One of the biggest pieces of advice given to aspiring writers is to write what you know. And if you’re an astronaut or a super-spy, then maybe there is something to that, but if you’re a middle-aged housewife who wants to write romantic suspense—not so much. I’ve never dismantled a bomb, held a gun, or run for my life (frankly, if I can avoid it, I never run anywhere—period).

That said, I do write what I know. I write about my experiences. The things I’ve seen, the people I’ve met. The places I’ve visited. And what I don’t know—well, I fill in the blanks with research. Lots of research. If you count all the papers, and books, and expert testimony I’ve read, I do actually know something about all of the things I write in my books. To make sure my writing is credible, I have to.

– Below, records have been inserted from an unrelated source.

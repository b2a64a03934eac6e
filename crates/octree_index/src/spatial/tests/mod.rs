//! Scenario tests for the octree index
//!
//! Whole-tree behavior: containment law, count invariants and split cascades.

mod containment;
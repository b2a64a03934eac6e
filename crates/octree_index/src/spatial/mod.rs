//! Spatial partitioning data structures
//!
//! Provides the octree index: a fixed cubic volume recursively split into octants,
//! with object placement driven entirely by a caller-supplied classification.

mod boundary;
mod classify;
mod error;
mod node;
mod octree;

#[cfg(test)]
mod tests;

pub use boundary::Boundary;
pub use classify::{classify_point, ByPosition, Classify, OctantMask, Positioned};
pub use error::OctreeError;
pub use node::Node;
pub use octree::{Octree, OctreeConfig, OverflowPolicy, Placement, MAX_SUPPORTED_DEPTH};
//! Foundation module - Core utilities and types
//!
//! This module provides fundamental utilities used throughout the index:
//! - Math types and operations
//! - Logging utilities

pub mod math;
pub mod logging;
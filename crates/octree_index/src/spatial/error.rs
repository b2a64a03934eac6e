//! Octree errors

use crate::config::ConfigError;

/// Errors reported by octree construction and insertion
#[derive(thiserror::Error, Debug)]
pub enum OctreeError {
    /// Object lies outside the tree's root boundary and was not stored
    #[error("Object lies outside octree boundary {boundary}")]
    OutOfBounds {
        /// Boundary of the tree's root node
        boundary: String,
    },

    /// Leaf at maximum depth is full and the overflow policy refuses more objects
    #[error("Leaf at maximum depth {depth} already holds {capacity} objects")]
    NodeSaturated {
        /// Depth of the saturated leaf
        depth: u32,
        /// Configured per-node capacity
        capacity: usize,
    },

    /// Configuration could not be used
    #[error("Configuration error: {0}")]
    Config(#[from] ConfigError),
}
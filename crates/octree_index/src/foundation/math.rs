//! Math utilities and types
//!
//! The index is generic over its coordinate precision. Every vector type here is a
//! thin alias over `nalgebra` so callers can hand in their own `Vector3`/`Point3` values.

pub use nalgebra::{Point3, RealField, Vector3};

/// 3D vector type with caller-chosen precision
pub type Vec3<F> = Vector3<F>;

/// Floating point scalar usable as an octree coordinate (`f32`, `f64`, ...)
pub trait Float: RealField + Copy {}

impl<F: RealField + Copy> Float for F {}

/// One half in the requested precision
#[inline]
pub fn half<F: Float>() -> F {
    nalgebra::convert(0.5)
}

/// Midpoint of two corners, `(a + b) / 2`
#[inline]
pub fn midpoint<F: Float>(a: &Vec3<F>, b: &Vec3<F>) -> Vec3<F> {
    (a + b) * half::<F>()
}
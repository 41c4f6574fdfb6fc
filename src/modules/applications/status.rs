use std::fmt;

use serde::{Deserialize, Serialize};
use sqlx::FromRow;

use crate::web::policy::{Action, Role, is_allowed};

/// Lifecycle of an application. `Approved` and `Rejected` are final.
#[derive(Debug, Clone, Copy, PartialEq, Eq, Serialize, Deserialize)]
#[serde(rename_all = "snake_case")]
pub enum ApplicationStatus {
    Draft,
    Submitted,
    UnderReview,
    Approved,
    Rejected,
}

impl ApplicationStatus {
    pub fn as_str(&self) -> &'static str {
        match self {
            ApplicationStatus::Draft => "draft",
            ApplicationStatus::Submitted => "submitted",
            ApplicationStatus::UnderReview => "under_review",
            ApplicationStatus::Approved => "approved",
            ApplicationStatus::Rejected => "rejected",
        }
    }

    pub fn parse(value: &str) -> Option<Self> {
        match value {
            "draft" => Some(ApplicationStatus::Draft),
            "submitted" => Some(ApplicationStatus::Submitted),
            "under_review" => Some(ApplicationStatus::UnderReview),
            "approved" => Some(ApplicationStatus::Approved),
            "rejected" => Some(ApplicationStatus::Rejected),
            _ => None,
        }
    }

    pub fn is_terminal(&self) -> bool {
        matches!(
            self,
            ApplicationStatus::Approved | ApplicationStatus::Rejected
        )
    }
}

impl fmt::Display for ApplicationStatus {
    fn fmt(&self, f: &mut fmt::Formatter<'_>) -> fmt::Result {
        f.write_str(self.as_str())
    }
}

#[derive(Debug)]
pub struct UnknownStatus(pub String);

impl fmt::Display for UnknownStatus {
    fn fmt(&self, f: &mut fmt::Formatter<'_>) -> fmt::Result {
        write!(f, "unknown application status `{}`", self.0)
    }
}

impl std::error::Error for UnknownStatus {}

impl TryFrom<String> for ApplicationStatus {
    type Error = UnknownStatus;

    fn try_from(value: String) -> Result<Self, Self::Error> {
        ApplicationStatus::parse(&value).ok_or(UnknownStatus(value))
    }
}

/// Documents an applicant can provide. Everything but the proof of the
/// criminal record request counts towards completeness.
#[derive(Debug, Clone, Copy, PartialEq, Eq, Serialize, Deserialize)]
#[serde(rename_all = "snake_case")]
pub enum DocumentType {
    Cv,
    Recommendation,
    #[serde(rename = "recommendation_2")]
    Recommendation2,
    Motivation,
    CriminalRecord,
    CriminalRecordRequest,
}

pub const REQUIRED_DOCUMENTS: [DocumentType; 5] = [
    DocumentType::Cv,
    DocumentType::Recommendation,
    DocumentType::Recommendation2,
    DocumentType::Motivation,
    DocumentType::CriminalRecord,
];

impl DocumentType {
    pub fn as_str(&self) -> &'static str {
        match self {
            DocumentType::Cv => "cv",
            DocumentType::Recommendation => "recommendation",
            DocumentType::Recommendation2 => "recommendation_2",
            DocumentType::Motivation => "motivation",
            DocumentType::CriminalRecord => "criminal_record",
            DocumentType::CriminalRecordRequest => "criminal_record_request",
        }
    }

    pub fn parse(value: &str) -> Option<Self> {
        match value {
            "cv" => Some(DocumentType::Cv),
            "recommendation" => Some(DocumentType::Recommendation),
            "recommendation_2" => Some(DocumentType::Recommendation2),
            "motivation" => Some(DocumentType::Motivation),
            "criminal_record" => Some(DocumentType::CriminalRecord),
            "criminal_record_request" => Some(DocumentType::CriminalRecordRequest),
            _ => None,
        }
    }

    /// Binary documents live in the file store; the motivation letter is text.
    pub fn is_file(&self) -> bool {
        !matches!(self, DocumentType::Motivation)
    }
}

impl fmt::Display for DocumentType {
    fn fmt(&self, f: &mut fmt::Formatter<'_>) -> fmt::Result {
        f.write_str(self.as_str())
    }
}

/// Statements the applicant has to accept before submitting.
#[derive(Debug, Clone, Copy, Default, PartialEq, Eq, Serialize, Deserialize, FromRow)]
#[serde(default)]
pub struct Declarations {
    #[sqlx(rename = "decl_participation_terms")]
    pub participation_terms: bool,
    #[sqlx(rename = "decl_monthly_availability")]
    pub monthly_availability: bool,
    #[sqlx(rename = "decl_privacy_policy")]
    pub privacy_policy: bool,
    #[sqlx(rename = "decl_additional_terms")]
    pub additional_terms: bool,
    #[sqlx(rename = "decl_training_schedule")]
    pub training_schedule: bool,
}

impl Declarations {
    pub fn missing(&self) -> Vec<&'static str> {
        [
            ("participation_terms", self.participation_terms),
            ("monthly_availability", self.monthly_availability),
            ("privacy_policy", self.privacy_policy),
            ("additional_terms", self.additional_terms),
            ("training_schedule", self.training_schedule),
        ]
        .into_iter()
        .filter(|(_, accepted)| !accepted)
        .map(|(name, _)| name)
        .collect()
    }
}

#[derive(Debug, Clone, PartialEq, Eq, Serialize)]
pub struct Completeness {
    pub completed: usize,
    pub required: usize,
    pub missing: Vec<&'static str>,
}

impl Completeness {
    pub fn evaluate(has_document: impl Fn(DocumentType) -> bool) -> Self {
        let missing: Vec<&'static str> = REQUIRED_DOCUMENTS
            .iter()
            .filter(|doc| !has_document(**doc))
            .map(DocumentType::as_str)
            .collect();

        Self {
            completed: REQUIRED_DOCUMENTS.len() - missing.len(),
            required: REQUIRED_DOCUMENTS.len(),
            missing,
        }
    }

    pub fn is_complete(&self) -> bool {
        self.missing.is_empty()
    }
}

/// Outcome of asking for a status change.
#[derive(Debug, Clone, PartialEq, Eq)]
pub enum Transition {
    /// Requested status equals the current one.
    Unchanged,
    Apply(ApplicationStatus),
    /// Submission requested but documents or declarations are outstanding.
    Held {
        missing_documents: Vec<&'static str>,
        missing_declarations: Vec<&'static str>,
    },
}

#[derive(Debug, Clone, PartialEq, Eq)]
pub enum TransitionError {
    /// The actor may not request this status at all.
    NotPermitted,
    Invalid(String),
}

/// Decide what a status request does. Submission is gated for everyone;
/// review outcomes are staff-only and skip the gate.
pub fn evaluate_transition(
    actor: Role,
    current: ApplicationStatus,
    requested: ApplicationStatus,
    completeness: &Completeness,
    declarations: &Declarations,
) -> Result<Transition, TransitionError> {
    if requested == current {
        return Ok(Transition::Unchanged);
    }

    if current.is_terminal() {
        return Err(TransitionError::Invalid(format!(
            "The application is already {current} and can no longer change"
        )));
    }

    match requested {
        ApplicationStatus::Draft => Err(TransitionError::Invalid(
            "An application cannot be moved back to draft".to_string(),
        )),
        ApplicationStatus::Submitted => {
            if current != ApplicationStatus::Draft {
                return Err(TransitionError::Invalid(format!(
                    "An application that is {current} cannot be submitted again"
                )));
            }
            let missing_declarations = declarations.missing();
            if completeness.is_complete() && missing_declarations.is_empty() {
                Ok(Transition::Apply(ApplicationStatus::Submitted))
            } else {
                Ok(Transition::Held {
                    missing_documents: completeness.missing.clone(),
                    missing_declarations,
                })
            }
        }
        ApplicationStatus::UnderReview | ApplicationStatus::Approved | ApplicationStatus::Rejected => {
            if is_allowed(actor, Action::TransitionApplication) {
                Ok(Transition::Apply(requested))
            } else {
                Err(TransitionError::NotPermitted)
            }
        }
    }
}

And I love the research. There’s just something so exciting about delving into a new subject and learning all about it. Double Danger, the newest installment in my A-Tac series, required a lot of research, most of it quite fascinating. I had to understand the workings of anthrax, should it be aerosolized. And I had to not only create an art gallery in Manhattan but add in an artist whose work was on display there.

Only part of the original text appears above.